传统的智能问答任务整个流程包括 句法分析、命名实体识别、问题分类、语义分析等。。随着深度学习的发展,端到端的模型开始出现。

End-to-end model architecture:
- Teaching machines to read and comprehend.
- The Goldilocks principle: Reading children’s books with explicit memory representations.
- Attention-based convolutional neural network for machine comprehension
- Text understanding with the attention sum reader network.
- Consensus attention-based neural networks for chinese reading comprehension.

However, given the properties of previous machine comprehension datasets, existing end-to-end neural architectures for the task either rely on the candidate answers (Hill et al., 2016; Yin et al., 2016) or assume that the answer is a single token (Hermann et al., 2015; Kadlec et al., 2016; Cui et al., 2016), which make these methods unsuitable for the SQuAD dataset.
之前的模型的 answer 要么是从候选答案中选择,要么是一个简单的符号。这都不适合 SQuDA.

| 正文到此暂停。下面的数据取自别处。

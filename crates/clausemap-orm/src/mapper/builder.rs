//! Mapper construction.

use std::collections::HashMap;
use std::sync::Arc;

use clausemap_core::{ClauseNode, ColumnRef, Join, OrderItem, Table};
use indexmap::IndexMap;

use super::{Mapper, MapperKey};
use crate::error::{OrmError, Result};
use crate::extension::MapperExtension;
use crate::instance::ClassId;
use crate::property::{equalities, owned_by, table_matches, ColumnProperty, MapperProperty, PropertyDef, SyncPair};
use crate::registry::Registry;

/// Starts a mapper of `class` onto `table`.
///
/// [`MapperBuilder::build`] resolves every relation whose target is already
/// mapped and fails on a bad join condition. A relation naming a class that
/// is mapped later resolves on first use; call [`Registry::configure`] once
/// every mapper is built to check those too.
///
/// ```rust
/// use clausemap_core::{ColumnDef, SqlType, Table};
/// use clausemap_orm::{mapper, ClassId, Registry};
///
/// const USER: ClassId = ClassId::new("User");
///
/// let users = Table::new(
///     "users",
///     vec![
///         ColumnDef::new("user_id", SqlType::Integer).primary_key(),
///         ColumnDef::new("user_name", SqlType::varchar(40)),
///     ],
/// );
/// let registry = Registry::new();
/// let m = mapper(USER, &users)
///     .property("name", users.c("user_name"))
///     .build(&registry)
///     .unwrap();
/// assert!(m.property("name").is_some());
/// assert!(m.property("user_id").is_some());
/// ```
#[must_use]
pub fn mapper(class: ClassId, table: impl Into<ClauseNode>) -> MapperBuilder {
    MapperBuilder {
        class,
        table: table.into(),
        primary_table: None,
        primary_key: Vec::new(),
        properties: Vec::new(),
        inherits: None,
        inherit_condition: None,
        extensions: Vec::new(),
        order_by: Vec::new(),
        primary: true,
    }
}

/// Configuration of a [`Mapper`], finished with [`MapperBuilder::build`].
#[derive(Debug)]
pub struct MapperBuilder {
    class: ClassId,
    table: ClauseNode,
    primary_table: Option<Table>,
    primary_key: Vec<ColumnRef>,
    properties: Vec<(String, PropertyDef)>,
    inherits: Option<Arc<Mapper>>,
    inherit_condition: Option<ClauseNode>,
    extensions: Vec<Arc<dyn MapperExtension>>,
    order_by: Vec<OrderItem>,
    primary: bool,
}

impl MapperBuilder {
    /// The table identity keys come from, when several are mapped.
    #[must_use]
    pub fn primary_table(mut self, table: &Table) -> Self {
        self.primary_table = Some(table.clone());
        self
    }

    /// Primary key columns, overriding the tables' own.
    #[must_use]
    pub fn primary_key(mut self, columns: impl IntoIterator<Item = ColumnRef>) -> Self {
        self.primary_key = columns.into_iter().collect();
        self
    }

    /// Declares a property. Declared names win over column names.
    #[must_use]
    pub fn property(mut self, key: impl Into<String>, prop: impl Into<PropertyDef>) -> Self {
        self.properties.push((key.into(), prop.into()));
        self
    }

    /// Inherits from `parent`: the mapped table becomes a join of the
    /// parent's table and this one.
    #[must_use]
    pub fn inherits(mut self, parent: &Arc<Mapper>) -> Self {
        self.inherits = Some(Arc::clone(parent));
        self
    }

    /// The join condition to the parent's table, when it cannot be inferred.
    #[must_use]
    pub fn inherit_condition(mut self, clause: impl Into<ClauseNode>) -> Self {
        self.inherit_condition = Some(clause.into());
        self
    }

    /// Adds an extension.
    #[must_use]
    pub fn extension(mut self, extension: impl MapperExtension + 'static) -> Self {
        self.extensions.push(Arc::new(extension));
        self
    }

    /// Default ordering of selects.
    #[must_use]
    pub fn order_by<I, O>(mut self, items: I) -> Self
    where
        I: IntoIterator<Item = O>,
        O: Into<OrderItem>,
    {
        self.order_by = items.into_iter().map(Into::into).collect();
        self
    }

    /// Keeps an existing primary mapper of the class in place.
    #[must_use]
    pub const fn non_primary(mut self) -> Self {
        self.primary = false;
        self
    }

    /// Builds the mapper, or returns the cached one for the same
    /// configuration.
    ///
    /// A relation that fails to resolve is reported here, but the mapper
    /// stays registered.
    ///
    /// # Errors
    ///
    /// Returns a configuration error for a table without a primary key, an
    /// ambiguous primary table or a relation with no usable join condition.
    pub fn build(self, registry: &Registry) -> Result<Arc<Mapper>> {
        if self.class.name().is_empty() {
            return Err(OrmError::config("a mapped class needs a name"));
        }
        let table: ClauseNode = match (&self.inherits, &self.inherit_condition) {
            (Some(parent), Some(on)) => {
                Join::new(parent.table().clone(), self.table.clone(), on.clone(), false).into()
            }
            (Some(parent), None) => Join::infer(parent.table().clone(), self.table.clone(), false)?.into(),
            (None, _) => self.table.clone(),
        };
        let key = MapperKey::new(self.class, table.clone(), self.fingerprint());
        let primary = self.primary;
        let build_key = key.clone();
        let mapper = registry.get_or_build(&key, primary, move || self.assemble(build_key, table))?;
        mapper.configure_mapped(registry)?;
        Ok(mapper)
    }

    fn fingerprint(&self) -> Vec<String> {
        let mut config = Vec::new();
        if let Some(table) = &self.primary_table {
            config.push(format!("primary_table={}", table.fullname()));
        }
        if !self.primary_key.is_empty() {
            let names: Vec<String> = self.primary_key.iter().map(ColumnRef::qualified_name).collect();
            config.push(format!("primary_key={}", names.join(",")));
        }
        for (key, prop) in &self.properties {
            config.push(format!("{key}={prop:?}"));
        }
        if let Some(parent) = &self.inherits {
            config.push(format!("inherits={:?}", parent.key()));
        }
        for extension in &self.extensions {
            config.push(format!("extension={}", extension.name()));
        }
        if !self.order_by.is_empty() {
            config.push(format!("order_by={:?}", self.order_by));
        }
        config
    }

    fn assemble(self, key: MapperKey, table: ClauseNode) -> Result<Mapper> {
        let class = self.class;
        let tables = sort_tables(table.tables());
        let primary_table = match (&self.primary_table, tables.as_slice(), &self.inherits) {
            (Some(explicit), _, _) => explicit.clone(),
            (None, [single], _) => single.clone(),
            (None, _, Some(parent)) => parent.primary_table().clone(),
            (None, [], None) => {
                return Err(OrmError::config(format!("mapper for {class} has no table")));
            }
            (None, many, None) => {
                return Err(OrmError::config(format!(
                    "mapper for {class} spans {} tables; set primary_table",
                    many.len()
                )));
            }
        };

        let mut pks_by_table = IndexMap::new();
        for t in &tables {
            let explicit: Vec<ColumnRef> = self
                .primary_key
                .iter()
                .filter(|c| owned_by(c, std::slice::from_ref(t)))
                .cloned()
                .collect();
            let pk = if explicit.is_empty() { t.primary_key() } else { explicit };
            if pk.is_empty() {
                return Err(OrmError::config(format!(
                    "table '{}' mapped by {class} has no primary key",
                    t.fullname()
                )));
            }
            pks_by_table.insert(t.clone(), pk);
        }
        let identity_columns = pks_by_table.get(&primary_table).cloned().ok_or_else(|| {
            OrmError::config(format!(
                "primary table '{}' is not mapped by {class}",
                primary_table.fullname()
            ))
        })?;

        let mut props: IndexMap<String, MapperProperty> = IndexMap::new();
        if let Some(parent) = &self.inherits {
            for (name, prop) in parent.properties() {
                props.insert(name.to_string(), prop.clone());
            }
        }
        for (name, def) in self.properties {
            props.insert(name, def.into());
        }
        for column in table.columns() {
            let covered = props.values().any(|prop| {
                prop.as_column()
                    .is_some_and(|c| c.columns().iter().any(|mapped| mapped.same_origin(&column)))
            });
            if covered {
                continue;
            }
            match props.get_mut(column.name()) {
                Some(MapperProperty::Column(prop)) => prop.push(column),
                Some(MapperProperty::Relation(_)) => {
                    return Err(OrmError::config(format!(
                        "column '{}' of {class} clashes with a relation of the same name",
                        column.qualified_name()
                    )));
                }
                None => {
                    props.insert(
                        column.name().to_string(),
                        MapperProperty::Column(ColumnProperty::new(vec![column])),
                    );
                }
            }
        }

        let mut column_to_property = HashMap::new();
        for (name, prop) in &props {
            if let Some(column) = prop.as_column() {
                for c in column.columns() {
                    column_to_property.insert(c.origin().clone(), name.clone());
                }
            }
        }

        let inherit_sync = match (&self.inherits, &table) {
            (Some(parent), ClauseNode::Join(join)) => equalities(join.on_clause())
                .into_iter()
                .map(|(left, right)| {
                    let (source, dest) = if owned_by(left, parent.tables()) {
                        (left, right)
                    } else {
                        (right, left)
                    };
                    SyncPair {
                        source: source.clone(),
                        dest: dest.clone(),
                    }
                })
                .collect(),
            _ => Vec::new(),
        };

        Ok(Mapper {
            key,
            class,
            table,
            tables,
            primary_table,
            pks_by_table,
            identity_columns,
            props,
            column_to_property,
            extensions: self.extensions,
            order_by: self.order_by,
            inherits: self.inherits,
            inherit_sync,
        })
    }
}

// Referenced tables come before the tables whose foreign keys point at them.
fn sort_tables(mut pending: Vec<Table>) -> Vec<Table> {
    let mut sorted = Vec::with_capacity(pending.len());
    while !pending.is_empty() {
        let index = pending
            .iter()
            .position(|t| {
                !t.foreign_keys().iter().any(|fk| {
                    pending
                        .iter()
                        .any(|other| other != t && table_matches(&other.fullname(), &fk.ref_table))
                })
            })
            .unwrap_or(0);
        sorted.push(pending.remove(index));
    }
    sorted
}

模型是基于作者早期提出的用于 textual entailment 的 match-LSTMLearning natural language inference with LSTM,然后进一步应用了 Pointer Net(https://papers.nips.cc/paper/5866-pointer-networks), 从而允许预测的结果能够从输入中获得,而不是从一个固定的词表中获取。

We propose two ways to apply the Ptr-Net model for our task: a sequence model and a boundary model. We also further extend the boundary model with a search mechanism.
作者提出的两种模型。

Model Architecture

Match-LSTM

Pointer Network

Pointer Network (Ptr-Net) model : to solve a special kind of problems where we want to generate an output sequence whose tokens must come from the input sequence. Instead of picking an output token from a fixed vocabulary, Ptr-Net uses attention mechanism as a pointer to select a position from the input sequence as an output symbol.
从输入 sentences 中生成 answer.

类似于 Pointer Network 的模型:
- Incorporating copying mechanism in sequence-to-sequence learning.
- Text understanding with the attention sum reader network.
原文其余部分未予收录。